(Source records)
BEGIN

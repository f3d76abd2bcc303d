//! External command execution. Everything that shells out (docker, mkcert,
//! git) goes through the [`CommandExecutor`] trait so command handlers can
//! be exercised without the real binaries installed.

use anyhow::Result;
use std::path::Path;
use tokio::io::{AsyncBufReadExt, BufReader};
use tokio::process::Command;
use tracing::debug;

#[derive(Debug, Clone)]
pub struct CommandOutput {
    pub success: bool,
    pub output: String,
}

#[async_trait::async_trait]
pub trait CommandExecutor: Send + Sync {
    /// Run a program and capture its merged output.
    async fn run(
        &self,
        program: &str,
        args: &[&str],
        working_dir: Option<&Path>,
    ) -> Result<CommandOutput>;

    /// Run a program, echoing each output line to the terminal while also
    /// capturing it. Used for long-running commands like `docker compose up`.
    async fn run_streaming(
        &self,
        program: &str,
        args: &[&str],
        working_dir: Option<&Path>,
    ) -> Result<CommandOutput>;
}

pub struct DefaultCommandExecutor;

fn validate_working_dir(working_dir: Option<&Path>) -> Result<()> {
    if let Some(dir) = working_dir {
        if !dir.exists() {
            anyhow::bail!("Working directory does not exist: {}", dir.display());
        }
        if !dir.is_dir() {
            anyhow::bail!("Path is not a directory: {}", dir.display());
        }
    }
    Ok(())
}

#[async_trait::async_trait]
impl CommandExecutor for DefaultCommandExecutor {
    async fn run(
        &self,
        program: &str,
        args: &[&str],
        working_dir: Option<&Path>,
    ) -> Result<CommandOutput> {
        validate_working_dir(working_dir)?;
        debug!("running: {} {}", program, args.join(" "));

        let mut cmd = Command::new(program);
        cmd.args(args);
        if let Some(dir) = working_dir {
            cmd.current_dir(dir);
        }

        let output = cmd.output().await?;
        let mut combined = String::from_utf8_lossy(&output.stdout).into_owned();
        let stderr = String::from_utf8_lossy(&output.stderr);
        if !stderr.is_empty() {
            combined.push_str(&stderr);
        }

        Ok(CommandOutput {
            success: output.status.success(),
            output: combined,
        })
    }

    async fn run_streaming(
        &self,
        program: &str,
        args: &[&str],
        working_dir: Option<&Path>,
    ) -> Result<CommandOutput> {
        validate_working_dir(working_dir)?;
        debug!("running (streaming): {} {}", program, args.join(" "));

        let mut cmd = Command::new(program);
        cmd.args(args);
        if let Some(dir) = working_dir {
            cmd.current_dir(dir);
        }
        cmd.stdout(std::process::Stdio::piped());
        cmd.stderr(std::process::Stdio::piped());

        let mut child = cmd.spawn()?;
        let stdout = child.stdout.take().expect("stdout is piped");
        let stderr = child.stderr.take().expect("stderr is piped");

        let mut stdout_lines = BufReader::new(stdout).lines();
        let mut stderr_lines = BufReader::new(stderr).lines();

        let mut accumulated = String::new();
        let mut stdout_done = false;
        let mut stderr_done = false;

        while !stdout_done || !stderr_done {
            tokio::select! {
                line = stdout_lines.next_line(), if !stdout_done => {
                    match line? {
                        Some(line) => {
                            println!("{line}");
                            accumulated.push_str(&line);
                            accumulated.push('\n');
                        }
                        None => stdout_done = true,
                    }
                }
                line = stderr_lines.next_line(), if !stderr_done => {
                    match line? {
                        Some(line) => {
                            eprintln!("{line}");
                            accumulated.push_str(&line);
                            accumulated.push('\n');
                        }
                        None => stderr_done = true,
                    }
                }
            }
        }

        let status = child.wait().await?;
        Ok(CommandOutput {
            success: status.success(),
            output: accumulated,
        })
    }
}

#[cfg(test)]
mod tests {
    use super::*;

    #[tokio::test]
    async fn captures_output_and_status() {
        let executor = DefaultCommandExecutor;
        let result = executor.run("echo", &["hello"], None).await.unwrap();
        assert!(result.success);
        assert_eq!(result.output.trim(), "hello");
    }

    #[tokio::test]
    async fn reports_failure_status() {
        let executor = DefaultCommandExecutor;
        let result = executor.run("false", &[], None).await.unwrap();
        assert!(!result.success);
    }

    #[tokio::test]
    async fn streaming_accumulates_lines() {
        let executor = DefaultCommandExecutor;
        let result = executor
            .run_streaming("printf", &["one\ntwo\n"], None)
            .await
            .unwrap();
        assert!(result.success);
        assert_eq!(result.output, "one\ntwo\n");
    }

    #[tokio::test]
    async fn rejects_missing_working_dir() {
        let executor = DefaultCommandExecutor;
        let missing = Path::new("/does/not/exist");
        let result = executor.run("echo", &["hi"], Some(missing)).await;
        assert!(result.is_err());
    }
}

END

TASK GOAL
Transcribe all records exactly as written.

ANSWER TO THIS EXERCISE
repository f3d76abd2bcc303d
//! External command execution. Everything that shells out (docker, mkcert,
//! git) goes through the [`CommandExecutor`] trait so command handlers can
//! be exercised without the real binaries installed.

use anyhow::Result;
use std::path::Path;
use tokio::io::{AsyncBufReadExt, BufReader};
use tokio::process::Command;
use tracing::debug;

#[derive(Debug, Clone)]
pub struct CommandOutput {
    pub success: bool,
    pub output: String,
}

#[async_trait::async_trait]
pub trait CommandExecutor: Send + Sync {
    /// Run a program and capture its merged output.
    async fn run(
        &self,
        program: &str,
        args: &[&str],
        working_dir: Option<&Path>,
    ) -> Result<CommandOutput>;

    /// Run a program, echoing each output line to the terminal while also
    /// capturing it. Used for long-running commands like `docker compose up`.
    async fn run_streaming(
        &self,
        program: &str,
        args: &[&str],
        working_dir: Option<&Path>,
    ) -> Result<CommandOutput>;
}

pub struct DefaultCommandExecutor;

fn validate_working_dir(working_dir: Option<&Path>) -> Result<()> {
    if let Some(dir) = working_dir {
        if !dir.exists() {
            anyhow::bail!("Working directory does not exist: {}", dir.display());
        }
        if !dir.is_dir() {
            anyhow::bail!("Path is not a directory: {}", dir.display());
        }
    }
    Ok(())
}

#[async_trait::async_trait]
impl CommandExecutor for DefaultCommandExecutor {
    async fn run(
        &self,
        program: &str,
        args: &[&str],
        working_dir: Option<&Path>,
    ) -> Result<CommandOutput> {
        validate_working_dir(working_dir)?;
        debug!("running: {} {}", program, args.join(" "));

        let mut cmd = Command::new(program);
        cmd.args(args);
        if let Some(dir) = working_dir {
            cmd.current_dir(dir);
        }

        let output = cmd.output().await?;
        let mut combined = String::from_utf8_lossy(&output.stdout).into_owned();
        let stderr = String::from_utf8_lossy(&output.stderr);
        if !stderr.is_empty() {
            combined.push_str(&stderr);
        }

        Ok(CommandOutput {
            success: output.status.success(),
            output: combined,
        })
    }

    async fn run_streaming(
        &self,
        program: &str,
        args: &[&str],
        working_dir: Option<&Path>,
    ) -> Result<CommandOutput> {
        validate_working_dir(working_dir)?;
        debug!("running (streaming): {} {}", program, args.join(" "));

        let mut cmd = Command::new(program);
        cmd.args(args);
        if let Some(dir) = working_dir {
            cmd.current_dir(dir);
        }
        cmd.stdout(std::process::Stdio::piped());
        cmd.stderr(std::process::Stdio::piped());

        let mut child = cmd.spawn()?;
        let stdout = child.stdout.take().expect("stdout is piped");
        let stderr = child.stderr.take().expect("stderr is piped");

        let mut stdout_lines = BufReader::new(stdout).lines();
        let mut stderr_lines = BufReader::new(stderr).lines();

        let mut accumulated = String::new();
        let mut stdout_done = false;
        let mut stderr_done = false;

        while !stdout_done || !stderr_done {
            tokio::select! {
                line = stdout_lines.next_line(), if !stdout_done => {
                    match line? {
                        Some(line) => {
                            println!("{line}");
                            accumulated.push_str(&line);
                            accumulated.push('\n');
                        }
                        None => stdout_done = true,
                    }
                }
                line = stderr_lines.next_line(), if !stderr_done => {
                    match line? {
                        Some(line) => {
                            eprintln!("{line}");
                            accumulated.push_str(&line);
                            accumulated.push('\n');
                        }
                        None => stderr_done = true,
                    }
                }
            }
        }

        let status = child.wait().await?;
        Ok(CommandOutput {
            success: status.success(),
            output: accumulated,
        })
    }
}

#[cfg(test)]
mod tests {
    use super::*;

    #[tokio::test]
    async fn captures_output_and_status() {
        let executor = DefaultCommandExecutor;
        let result = executor.run("echo", &["hello"], None).await.unwrap();
        assert!(result.success);
        assert_eq!(result.output.trim(), "hello");
    }

    #[tokio::test]
    async fn reports_failure_status() {
        let executor = DefaultCommandExecutor;
        let result = executor.run("false", &[], None).await.unwrap();
        assert!(!result.success);
    }

    #[tokio::test]
    async fn streaming_accumulates_lines() {
        let executor = DefaultCommandExecutor;
        let result = executor
            .run_streaming("printf", &["one\ntwo\n"], None)
            .await
            .unwrap();
        assert!(result.success);
        assert_eq!(result.output, "one\ntwo\n");
    }

    #[tokio::test]
    async fn rejects_missing_working_dir() {
        let executor = DefaultCommandExecutor;
        let missing = Path::new("/does/not/exist");
        let result = executor.run("echo", &["hi"], Some(missing)).await;
        assert!(result.is_err());
    }
}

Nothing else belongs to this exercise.